Euronews has not been able to confirm the claims made by Bellingcat. According to the BBC and the FT, British officials are not disputing their accuracy.

Chepiga (L) in an interview with Russia TodayRT

Who is Colonel Chepiga?

The Bellingcat report said Col Anatoliy Chepiga was a "highly decorated GRU officer bestowed with Russia’s highest state award, Hero of the Russian Federation."

It also said as well as being observed near the Ukrainian border in late 2014, he was a veteran of the war in Chechnya, with his unit (74854, formerly 20662) playing "a key role" in the conflict.

Photos published by Bellingcat and The Insider show a strong resemblance to images released by British police of one of the Salisbury suspects.

The asserted identification of a top-ranking, decorated GRU officer “eliminates any remaining doubt that the two suspects in the Novichok poisonings were in face Russian officers operating on a clandestine government mission,” Bellingcat said.

The investigative site adds that is is highly likely that Vladimir Putin would have been familiar with Chepiga’s identity, as the Russian president would have handed out the state award to the colonel personally and only a few officers receive it each year.
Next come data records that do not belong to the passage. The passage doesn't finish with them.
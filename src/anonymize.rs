use chrono::{DateTime, Utc};
use log::info;
use sqlx::{SqliteConnection, SqlitePool};

use crate::consent::append_activity;
use crate::error::Result;
use crate::models::{ActivityType, DataSubject};

/// Which trigger produced the redaction. The two variants differ in their
/// placeholder text and in whether the synthesized email keeps a traceable
/// identifier.
#[derive(Debug, Clone, Copy, PartialEq, Eq)]
pub enum AnonymizationKind {
    /// Retention expiry: `[EXPIRED]` fields, `expired-{id}@example.com`.
    Expired,
    /// Deletion-request fulfillment: `[DELETED]` fields, no identifier in
    /// the email local part.
    Deleted,
}

impl AnonymizationKind {
    pub fn placeholder(self) -> &'static str {
        match self {
            AnonymizationKind::Expired => "[EXPIRED]",
            AnonymizationKind::Deleted => "[DELETED]",
        }
    }

    pub fn email(self, subject_id: i64) -> String {
        match self {
            AnonymizationKind::Expired => format!("expired-{subject_id}@example.com"),
            AnonymizationKind::Deleted => "deleted@example.com".to_string(),
        }
    }

    fn subject_note(self) -> &'static str {
        match self {
            AnonymizationKind::Expired => "Data expired due to retention policy",
            AnonymizationKind::Deleted => "Data deleted per user request",
        }
    }

    fn activity_note(self) -> &'static str {
        match self {
            AnonymizationKind::Expired => "Automated anonymization due to expiry date",
            AnonymizationKind::Deleted => "Anonymization on fulfilled deletion request",
        }
    }
}

/// An already-redacted subject carries one of the placeholder names; the
/// engine detects this instead of re-applying, so document annotations and
/// ledger entries are emitted exactly once.
pub fn is_anonymized(subject: &DataSubject) -> bool {
    subject.first_name == AnonymizationKind::Expired.placeholder()
        || subject.first_name == AnonymizationKind::Deleted.placeholder()
}

/// Anonymize one subject in its own transaction.
pub async fn anonymize_subject(
    pool: &SqlitePool,
    subject: &DataSubject,
    kind: AnonymizationKind,
    now: DateTime<Utc>,
) -> Result<DataSubject> {
    if is_anonymized(subject) {
        return Ok(subject.clone());
    }
    let mut tx = pool.begin().await?;
    let updated = anonymize_subject_in_tx(&mut tx, subject, kind, now).await?;
    tx.commit().await?;
    Ok(updated)
}

/// The redaction itself, composable into a larger transaction (the deletion
/// request path commits the request update and the anonymization together).
/// Replaces the identifying fields with deterministic placeholders, clears
/// all consent flags and the expiry date, appends a redaction annotation to
/// every document referencing the subject, and writes one `data_deleted`
/// ledger entry.
pub async fn anonymize_subject_in_tx(
    conn: &mut SqliteConnection,
    subject: &DataSubject,
    kind: AnonymizationKind,
    now: DateTime<Utc>,
) -> Result<DataSubject> {
    if is_anonymized(subject) {
        return Ok(subject.clone());
    }

    info!("Anonymizing subject {} ({:?})", subject.id, kind);

    let placeholder = kind.placeholder();
    sqlx::query(
        r#"
        UPDATE data_subjects
        SET first_name = ?, last_name = ?, phone = ?, email = ?,
            marketing_consent = 0, marketing_consent_date = NULL,
            data_processing_consent = 0, data_processing_consent_date = NULL,
            cookie_consent = 0, cookie_consent_date = NULL,
            data_expiry_date = NULL,
            notes = ?, updated_at = ?
        WHERE id = ?
        "#,
    )
    .bind(placeholder)
    .bind(placeholder)
    .bind(placeholder)
    .bind(kind.email(subject.id))
    .bind(kind.subject_note())
    .bind(now)
    .bind(subject.id)
    .execute(&mut *conn)
    .await?;

    // Cascade: annotate, never overwrite, dependent documents.
    let annotation = format!(
        "\n\nNOTE: This document relates to a data subject that has been anonymized on {} due to data retention policy.",
        now.format("%Y-%m-%d")
    );
    sqlx::query("UPDATE documents SET content = content || ?, updated_at = ? WHERE data_subject_id = ?")
        .bind(&annotation)
        .bind(now)
        .bind(subject.id)
        .execute(&mut *conn)
        .await?;

    append_activity(
        conn,
        subject.id,
        ActivityType::DataDeleted,
        None,
        kind.activity_note(),
        None,
        None,
        now,
    )
    .await?;

    let updated = sqlx::query_as::<_, DataSubject>("SELECT * FROM data_subjects WHERE id = ?")
        .bind(subject.id)
        .fetch_one(&mut *conn)
        .await?;
    Ok(updated)
}

#[cfg(test)]
mod tests {
    use super::*;
    use crate::test_support::{insert_organization, insert_subject, test_pool};
    use chrono::Duration;

    async fn load_subject(pool: &SqlitePool, id: i64) -> DataSubject {
        sqlx::query_as::<_, DataSubject>("SELECT * FROM data_subjects WHERE id = ?")
            .bind(id)
            .fetch_one(pool)
            .await
            .unwrap()
    }

    async fn insert_document(pool: &SqlitePool, org: i64, subject_id: i64) -> i64 {
        let now = Utc::now();
        sqlx::query_scalar::<_, i64>(
            r#"
            INSERT INTO documents (organization_id, data_subject_id, title, content, created_at, updated_at)
            VALUES (?, ?, 'Consent form', 'Signed consent form contents.', ?, ?)
            RETURNING id
            "#,
        )
        .bind(org)
        .bind(subject_id)
        .bind(now)
        .bind(now)
        .fetch_one(pool)
        .await
        .unwrap()
    }

    #[tokio::test]
    async fn expired_variant_redacts_and_keeps_traceable_email() {
        let pool = test_pool().await;
        let org = insert_organization(&pool, "Acme").await;
        let expiry = Utc::now() - Duration::days(1);
        let id = insert_subject(&pool, org, "jane@example.com", Some(expiry)).await;
        let subject = load_subject(&pool, id).await;

        let updated = anonymize_subject(&pool, &subject, AnonymizationKind::Expired, Utc::now())
            .await
            .unwrap();

        assert_eq!(updated.first_name, "[EXPIRED]");
        assert_eq!(updated.email, format!("expired-{id}@example.com"));
        assert!(!updated.marketing_consent);
        assert!(!updated.data_processing_consent);
        assert!(!updated.cookie_consent);
        assert!(updated.marketing_consent_date.is_none());
        assert!(updated.data_expiry_date.is_none());
    }

    #[tokio::test]
    async fn deleted_variant_leaves_no_identifier_in_email() {
        let pool = test_pool().await;
        let org = insert_organization(&pool, "Acme").await;
        let id = insert_subject(&pool, org, "jane@example.com", None).await;
        let subject = load_subject(&pool, id).await;

        let updated = anonymize_subject(&pool, &subject, AnonymizationKind::Deleted, Utc::now())
            .await
            .unwrap();

        assert_eq!(updated.first_name, "[DELETED]");
        assert_eq!(updated.email, "deleted@example.com");
        assert!(!updated.email.contains(&id.to_string()));
        assert!(!updated.email.contains("jane"));
    }

    #[tokio::test]
    async fn anonymization_is_idempotent_for_both_variants() {
        for kind in [AnonymizationKind::Expired, AnonymizationKind::Deleted] {
            let pool = test_pool().await;
            let org = insert_organization(&pool, "Acme").await;
            let id = insert_subject(&pool, org, "jane@example.com", None).await;
            insert_document(&pool, org, id).await;

            let subject = load_subject(&pool, id).await;
            let first = anonymize_subject(&pool, &subject, kind, Utc::now())
                .await
                .unwrap();
            let second = anonymize_subject(&pool, &first, kind, Utc::now())
                .await
                .unwrap();

            assert_eq!(first.first_name, second.first_name);
            assert_eq!(first.email, second.email);

            // Exactly one annotation and one ledger entry despite two calls.
            let content = sqlx::query_scalar::<_, String>(
                "SELECT content FROM documents WHERE data_subject_id = ?",
            )
            .bind(id)
            .fetch_one(&pool)
            .await
            .unwrap();
            assert_eq!(content.matches("NOTE: This document relates").count(), 1);

            let ledger_entries = sqlx::query_scalar::<_, i64>(
                "SELECT COUNT(*) FROM consent_activities WHERE data_subject_id = ? AND activity_type = 'data_deleted'",
            )
            .bind(id)
            .fetch_one(&pool)
            .await
            .unwrap();
            assert_eq!(ledger_entries, 1);
        }
    }

    #[tokio::test]
    async fn documents_are_annotated_not_overwritten() {
        let pool = test_pool().await;
        let org = insert_organization(&pool, "Acme").await;
        let id = insert_subject(&pool, org, "jane@example.com", None).await;
        insert_document(&pool, org, id).await;
        let subject = load_subject(&pool, id).await;

        anonymize_subject(&pool, &subject, AnonymizationKind::Expired, Utc::now())
            .await
            .unwrap();

        let content = sqlx::query_scalar::<_, String>(
            "SELECT content FROM documents WHERE data_subject_id = ?",
        )
        .bind(id)
        .fetch_one(&pool)
        .await
        .unwrap();
        assert!(content.starts_with("Signed consent form contents."));
        assert!(content.contains("has been anonymized on"));
    }
}
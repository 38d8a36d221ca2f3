use anyhow::{bail, Context};
use chrono::Utc;
use log::{info, warn};
use sqlx::SqlitePool;

use gdpr_backend::retention::{RetentionOptions, RetentionService};

fn parse_options() -> anyhow::Result<RetentionOptions> {
    let mut options = RetentionOptions::default();
    let mut args = std::env::args().skip(1);
    while let Some(arg) = args.next() {
        match arg.as_str() {
            "--dry-run" => options.dry_run = true,
            "--generate-report" => options.generate_report = true,
            "--notify-expiring" => options.notify_expiring = true,
            "--days-before-expiry" => {
                let value = args
                    .next()
                    .context("--days-before-expiry requires a value")?;
                options.days_before_expiry = value
                    .parse()
                    .with_context(|| format!("invalid --days-before-expiry value '{value}'"))?;
            }
            other => bail!("unknown argument '{other}'"),
        }
    }
    Ok(options)
}

#[tokio::main]
async fn main() -> anyhow::Result<()> {
    env_logger::init();
    dotenv::dotenv().ok();

    let options = parse_options()?;

    let database_url =
        std::env::var("DATABASE_URL").unwrap_or_else(|_| "sqlite:data.db".to_string());
    info!("Connecting to database at {}", database_url);
    let pool = SqlitePool::connect(&database_url).await?;
    sqlx::migrate!().run(&pool).await?;

    let service = RetentionService::new(pool);

    info!("Running data retention batch:");
    info!("- dry run: {}", options.dry_run);
    info!("- generate report: {}", options.generate_report);
    info!("- notify expiring: {}", options.notify_expiring);
    info!("- days before expiry: {}", options.days_before_expiry);

    let report = service.run(Utc::now(), &options).await?;

    info!(
        "Anonymized {} of {} expired subjects, revoked {} stale consents",
        report.subjects_anonymized, report.expired_subjects, report.consents_revoked
    );
    info!(
        "Completed {} and rejected {} deletion requests, created {} notification workflows",
        report.requests_completed, report.requests_rejected, report.notification_workflows_created
    );
    if report.errors > 0 {
        warn!("Batch finished with {} per-record errors", report.errors);
    }

    Ok(())
}
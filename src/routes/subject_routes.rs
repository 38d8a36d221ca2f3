use actix_web::{web, HttpRequest, HttpResponse};
use log::{error, info};
use serde::Deserialize;

use crate::consent::ConsentService;
use crate::models::{ConsentType, NewDataSubject};
use crate::routes::{client_info, error_response};
use crate::subjects::SubjectService;

#[derive(Deserialize)]
pub struct ConsentInput {
    consent_type: ConsentType,
    granted: bool,
}

#[derive(Deserialize)]
pub struct ListQuery {
    organization_id: i64,
}

#[derive(Deserialize)]
pub struct RectifyInput {
    first_name: Option<String>,
    last_name: Option<String>,
    email: Option<String>,
    phone: Option<String>,
}

pub fn config(cfg: &mut web::ServiceConfig) {
    info!("Configuring subject routes at /api/subjects");
    cfg.service(
        web::scope("/subjects")
            .route("", web::post().to(create_subject))
            .route("", web::get().to(list_subjects))
            .route("/{id}", web::get().to(get_subject))
            .route("/{id}", web::patch().to(rectify_subject))
            .route("/{id}/consent", web::post().to(record_consent))
            .route("/{id}/consent-activities", web::get().to(consent_activities)),
    );
}

async fn create_subject(
    subjects: web::Data<SubjectService>,
    input: web::Json<NewDataSubject>,
) -> HttpResponse {
    match subjects.create(input.into_inner()).await {
        Ok(subject) => HttpResponse::Created().json(subject),
        Err(e) => {
            error!("Failed to create data subject: {e}");
            error_response(&e)
        }
    }
}

async fn list_subjects(
    subjects: web::Data<SubjectService>,
    query: web::Query<ListQuery>,
) -> HttpResponse {
    match subjects.list(query.organization_id).await {
        Ok(list) => HttpResponse::Ok().json(list),
        Err(e) => error_response(&e),
    }
}

async fn get_subject(subjects: web::Data<SubjectService>, path: web::Path<i64>) -> HttpResponse {
    match subjects.get(path.into_inner()).await {
        Ok(subject) => HttpResponse::Ok().json(subject),
        Err(e) => error_response(&e),
    }
}

async fn rectify_subject(
    subjects: web::Data<SubjectService>,
    path: web::Path<i64>,
    input: web::Json<RectifyInput>,
) -> HttpResponse {
    let input = input.into_inner();
    match subjects
        .rectify(
            path.into_inner(),
            input.first_name,
            input.last_name,
            input.email,
            input.phone,
        )
        .await
    {
        Ok(subject) => HttpResponse::Ok().json(subject),
        Err(e) => {
            error!("Failed to rectify data subject: {e}");
            error_response(&e)
        }
    }
}

async fn record_consent(
    req: HttpRequest,
    consent: web::Data<ConsentService>,
    path: web::Path<i64>,
    input: web::Json<ConsentInput>,
) -> HttpResponse {
    let (ip, user_agent) = client_info(&req);
    match consent
        .record_consent(
            path.into_inner(),
            input.consent_type,
            input.granted,
            ip.as_deref(),
            user_agent.as_deref(),
        )
        .await
    {
        Ok(activity) => HttpResponse::Created().json(activity),
        Err(e) => {
            error!("Failed to record consent: {e}");
            error_response(&e)
        }
    }
}

async fn consent_activities(
    consent: web::Data<ConsentService>,
    path: web::Path<i64>,
) -> HttpResponse {
    match consent.activities_for_subject(path.into_inner()).await {
        Ok(activities) => HttpResponse::Ok().json(activities),
        Err(e) => error_response(&e),
    }
}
Bellingcat gives details of how it investigated military, internet and passport records “to conclude with certainty” that the suspect Boshirov and Colonel Chepiga are one and the same person. The site claims Chepiga’s absence from official photos, despite his award, suggests that he may be a secret service officer – and describes as “demonstrated falsehoods” previous assertions by the person identified as Boshirov, and by President Putin, that the suspect is a civilian.

Finally, Bellingcat quotes a former senior Russian military officer as claiming that the alleged involvement of a high-ranking officer in the Salisbury operation implies that “the job was ordered at the highest level”.

British and Russian reaction

In New York, Theresa May accused Russia of seeking only “to obfuscate through desperate fabrication” – speaking in the presence of Russian Foreign Minister Sergei Lavrov at a meeting of the UN Security Council.

Later the British Prime Minister said Russia had “flagrantly” breached international norms – “from the seizing of sovereign territory to the reckless use of chemical weapons on the streets of Britain by agents of the Russian GRU”.

Lavrov repeated Moscow’s accusations that Britain was hiding information, saying “the United Kingdom stubbornly shies away from the joint investigation that we repeatedly proposed”.

Russian Foreign Ministry spokeswoman Maria Zakharova dismissed the new claims, writing on Facebook that the aim of the “information campaign” was to “divert attention from the main question: ‘What happened in Salisbury?’”.

Suspects charged

Earlier this month, British prosecutors charged two Russians — Alexander Petrov and Ruslan Boshirov — with attempted murder for the Novichok poisoning of the Skripals in the southern English city in March but said they believed the suspects had been using aliases to enter Britain. Russia denies involvement.

The pair have also been linked to the killing of Dawn Sturgess – who was inadvertently poisoned after coming into the contents of a discarded bottle containing Novichok.


European arrest warrants and Interpol red notices have been issued for the suspects. However, prosecutors have not applied for extradition. Russia does not allow its own nationals to be extradited – and given the diplomatic row and political gulf between the two countries would be highly unlikely to accede to British demands.